## Action item:
Find the lines below that contain the word "PredictionConfig" and count them. Only the number should be given.

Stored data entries
....
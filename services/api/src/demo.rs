use crate::infra::{build_prediction_service, InMemoryPredictionRepository};
use clap::Args;
use house_pricing::config::{AppConfig, PredictionConfig};
use house_pricing::error::AppError;
use house_pricing::prediction::{
    format_price, HouseCsvImporter, Notification, PredictionService, PredictionServiceError,
    PredictionView, PriceEstimator, RandomNoise, RawForm, ValidationErrors,
};
use std::path::PathBuf;
use std::sync::Arc;

#[derive(Args, Debug, Default)]
pub(crate) struct PredictArgs {
    /// Built-up area in square feet (1000-20000)
    #[arg(long)]
    pub(crate) area: Option<String>,
    /// Number of bedrooms
    #[arg(long)]
    pub(crate) bedrooms: Option<String>,
    /// Number of bathrooms
    #[arg(long)]
    pub(crate) bathrooms: Option<String>,
    /// Number of stories
    #[arg(long)]
    pub(crate) stories: Option<String>,
    /// Main road access (yes/no)
    #[arg(long)]
    pub(crate) mainroad: Option<String>,
    /// Guest room (yes/no)
    #[arg(long)]
    pub(crate) guestroom: Option<String>,
    /// Basement (yes/no)
    #[arg(long)]
    pub(crate) basement: Option<String>,
    /// Hot water heating (yes/no)
    #[arg(long)]
    pub(crate) hotwaterheating: Option<String>,
    /// Air conditioning (yes/no)
    #[arg(long)]
    pub(crate) airconditioning: Option<String>,
    /// Parking spaces
    #[arg(long)]
    pub(crate) parking: Option<String>,
    /// Preferred area (yes/no)
    #[arg(long)]
    pub(crate) prefarea: Option<String>,
    /// furnished, semi-furnished or unfurnished
    #[arg(long)]
    pub(crate) furnishingstatus: Option<String>,
    /// Skip the cosmetic wait before the estimate is shown
    #[arg(long)]
    pub(crate) no_delay: bool,
    /// Seed the price variation for a reproducible estimate
    #[arg(long)]
    pub(crate) seed: Option<u64>,
}

impl PredictArgs {
    fn form(&self) -> RawForm {
        [
            ("area", &self.area),
            ("bedrooms", &self.bedrooms),
            ("bathrooms", &self.bathrooms),
            ("stories", &self.stories),
            ("mainroad", &self.mainroad),
            ("guestroom", &self.guestroom),
            ("basement", &self.basement),
            ("hotwaterheating", &self.hotwaterheating),
            ("airconditioning", &self.airconditioning),
            ("parking", &self.parking),
            ("prefarea", &self.prefarea),
            ("furnishingstatus", &self.furnishingstatus),
        ]
        .into_iter()
        .filter_map(|(name, value)| value.clone().map(|value| (name.to_string(), value)))
        .collect()
    }
}

#[derive(Args, Debug)]
pub(crate) struct BatchArgs {
    /// CSV export whose headers match the form field names
    #[arg(long)]
    pub(crate) csv: PathBuf,
    /// Seed the price variation for reproducible output
    #[arg(long)]
    pub(crate) seed: Option<u64>,
}

#[derive(Args, Debug, Default)]
pub(crate) struct DemoArgs {
    /// Keep the cosmetic prediction and save delays
    #[arg(long)]
    pub(crate) with_delay: bool,
    /// Seed the price variation for reproducible output
    #[arg(long)]
    pub(crate) seed: Option<u64>,
}

fn prediction_config(no_delay: bool, seed: Option<u64>) -> Result<PredictionConfig, AppError> {
    let mut config = AppConfig::load()?.prediction;
    if no_delay {
        config = PredictionConfig {
            notification_ttl: config.notification_ttl,
            random_seed: config.random_seed,
            ..PredictionConfig::immediate()
        };
    }
    if seed.is_some() {
        config.random_seed = seed;
    }
    Ok(config)
}

pub(crate) async fn run_predict(args: PredictArgs) -> Result<(), AppError> {
    let config = prediction_config(args.no_delay, args.seed)?;
    let service = build_prediction_service(&config);

    if !config.delay.is_zero() {
        println!("Estimating...");
    }

    match service.predict(&args.form()).await {
        Ok(view) => {
            render_prediction(&view);
            Ok(())
        }
        Err(PredictionServiceError::Validation(errors)) => {
            render_field_errors(&errors);
            Err(PredictionServiceError::Validation(errors).into())
        }
        Err(other) => {
            render_notification(&service.notifier().prediction_failed());
            Err(other.into())
        }
    }
}

pub(crate) fn run_batch(args: BatchArgs) -> Result<(), AppError> {
    let rows = HouseCsvImporter::from_path(&args.csv)?;
    let estimator = PriceEstimator::new(Arc::new(RandomNoise::from_seed_option(args.seed)));

    println!("Batch estimates for {}", args.csv.display());
    let mut rejected = 0usize;
    for row in &rows {
        match &row.attributes {
            Ok(attrs) => {
                let view = PredictionView::from_prediction(estimator.estimate(attrs));
                let listed = row
                    .listed_price
                    .map(|price| format!(" (listed {})", format_price(price)))
                    .unwrap_or_default();
                println!(
                    "- line {}: {}{} | confidence {:.0}% | {}",
                    row.line,
                    view.formatted_price,
                    listed,
                    view.confidence * 100.0,
                    factor_summary(&view.factors)
                );
            }
            Err(errors) => {
                rejected += 1;
                let details: Vec<String> = errors
                    .iter()
                    .map(|(field, message)| format!("{}: {message}", field.name()))
                    .collect();
                println!("- line {}: rejected ({})", row.line, details.join("; "));
            }
        }
    }

    println!(
        "\n{} row(s) estimated, {} rejected",
        rows.len() - rejected,
        rejected
    );
    Ok(())
}

pub(crate) fn run_format(price: u64) {
    println!("{}", format_price(price));
}

pub(crate) async fn run_demo(args: DemoArgs) -> Result<(), AppError> {
    let config = prediction_config(!args.with_delay, args.seed)?;
    let service = build_prediction_service(&config);

    println!("House price estimator demo");
    let mut first_estimate = None;
    for (title, form) in sample_forms() {
        println!("\n{title}");
        match service.predict(&form).await {
            Ok(view) => {
                render_prediction(&view);
                first_estimate.get_or_insert(view);
            }
            Err(PredictionServiceError::Validation(errors)) => render_field_errors(&errors),
            Err(other) => return Err(other.into()),
        }
    }

    if let Some(view) = first_estimate {
        save_and_list(&service, view).await?;
    }

    println!("\nSearch");
    for banner in service.notifier().search("3 BHK near metro") {
        render_notification(&banner);
    }

    Ok(())
}

async fn save_and_list(
    service: &PredictionService<InMemoryPredictionRepository>,
    view: PredictionView,
) -> Result<(), AppError> {
    println!("\nSaving first estimate");
    let ack = service.save(view).await?;
    render_notification(&ack.notification);

    render_notification(&service.notifier().opening_saved());
    for saved in service.saved(10)? {
        println!(
            "- {} | {} | saved {}",
            saved.id.0,
            saved.prediction.formatted_price,
            saved.saved_at.format("%Y-%m-%d %H:%M:%S UTC")
        );
    }
    Ok(())
}

fn sample_forms() -> Vec<(&'static str, RawForm)> {
    let build = |entries: [(&str, &str); 12]| -> RawForm {
        entries
            .into_iter()
            .map(|(key, value)| (key.to_string(), value.to_string()))
            .collect()
    };

    vec![
        (
            "Starter home",
            build([
                ("area", "3000"),
                ("bedrooms", "2"),
                ("bathrooms", "1"),
                ("stories", "1"),
                ("mainroad", "yes"),
                ("guestroom", "no"),
                ("basement", "yes"),
                ("hotwaterheating", "no"),
                ("airconditioning", "no"),
                ("parking", "1"),
                ("prefarea", "no"),
                ("furnishingstatus", "semi-furnished"),
            ]),
        ),
        (
            "Family house in a preferred area",
            build([
                ("area", "7420"),
                ("bedrooms", "4"),
                ("bathrooms", "2"),
                ("stories", "3"),
                ("mainroad", "yes"),
                ("guestroom", "no"),
                ("basement", "no"),
                ("hotwaterheating", "no"),
                ("airconditioning", "yes"),
                ("parking", "2"),
                ("prefarea", "yes"),
                ("furnishingstatus", "furnished"),
            ]),
        ),
        (
            "Estate",
            build([
                ("area", "16200"),
                ("bedrooms", "5"),
                ("bathrooms", "3"),
                ("stories", "2"),
                ("mainroad", "yes"),
                ("guestroom", "yes"),
                ("basement", "yes"),
                ("hotwaterheating", "yes"),
                ("airconditioning", "yes"),
                ("parking", "3"),
                ("prefarea", "yes"),
                ("furnishingstatus", "furnished"),
            ]),
        ),
        (
            "Plot below the minimum area",
            build([
                ("area", "800"),
                ("bedrooms", "1"),
                ("bathrooms", "1"),
                ("stories", "1"),
                ("mainroad", "no"),
                ("guestroom", "no"),
                ("basement", "no"),
                ("hotwaterheating", "no"),
                ("airconditioning", "no"),
                ("parking", "0"),
                ("prefarea", "no"),
                ("furnishingstatus", "unfurnished"),
            ]),
        ),
    ]
}

fn factor_summary(factors: &[String]) -> String {
    if factors.is_empty() {
        "no standout factors".to_string()
    } else {
        factors.join(", ")
    }
}

fn render_prediction(view: &PredictionView) {
    println!("Predicted price: {}", view.formatted_price);
    println!("Confidence: {:.0}%", view.confidence * 100.0);
    if view.factors.is_empty() {
        println!("Key factors: none");
    } else {
        println!("Key factors");
        for factor in &view.factors {
            println!("- {factor}");
        }
    }
}

fn render_field_errors(errors: &ValidationErrors) {
    println!("Please fix the highlighted fields");
    for (field, message) in errors.iter() {
        println!("- {}: {}", field.name(), message);
    }
}

fn render_notification(notification: &Notification) {
    println!("[{:?}] {}", notification.level, notification.message);
}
....
## Answer to the exercise:
4